Saved entries >>
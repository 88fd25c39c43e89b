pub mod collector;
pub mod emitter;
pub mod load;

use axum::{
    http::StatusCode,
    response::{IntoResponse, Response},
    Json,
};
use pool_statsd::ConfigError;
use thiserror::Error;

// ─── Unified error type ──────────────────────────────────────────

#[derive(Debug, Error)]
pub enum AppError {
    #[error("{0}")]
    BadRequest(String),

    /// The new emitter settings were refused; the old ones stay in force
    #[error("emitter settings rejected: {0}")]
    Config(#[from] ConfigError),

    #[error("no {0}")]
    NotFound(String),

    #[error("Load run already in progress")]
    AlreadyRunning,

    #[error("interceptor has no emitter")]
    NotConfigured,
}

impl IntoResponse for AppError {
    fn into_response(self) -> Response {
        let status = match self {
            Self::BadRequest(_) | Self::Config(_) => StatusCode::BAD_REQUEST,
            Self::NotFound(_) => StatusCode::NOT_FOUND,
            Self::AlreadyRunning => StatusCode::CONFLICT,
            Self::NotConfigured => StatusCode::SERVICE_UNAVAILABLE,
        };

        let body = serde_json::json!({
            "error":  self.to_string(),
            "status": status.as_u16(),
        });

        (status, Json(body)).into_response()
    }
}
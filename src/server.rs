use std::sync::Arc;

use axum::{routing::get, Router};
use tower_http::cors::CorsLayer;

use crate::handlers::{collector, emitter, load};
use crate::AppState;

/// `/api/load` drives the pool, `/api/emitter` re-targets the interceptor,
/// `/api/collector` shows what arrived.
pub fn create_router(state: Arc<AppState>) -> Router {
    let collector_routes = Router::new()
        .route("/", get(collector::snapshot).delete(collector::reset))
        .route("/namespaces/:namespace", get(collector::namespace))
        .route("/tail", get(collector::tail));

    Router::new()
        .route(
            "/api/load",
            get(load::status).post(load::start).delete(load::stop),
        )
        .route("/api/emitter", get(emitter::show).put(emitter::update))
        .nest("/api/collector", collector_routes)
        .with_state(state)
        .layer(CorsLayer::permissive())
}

Directions >> Using the records above, filter out every line that lacks the string "ConfigError" and copy the rest.

Task solution >>
use pool_statsd::ConfigError;
    Config(#[from] ConfigError),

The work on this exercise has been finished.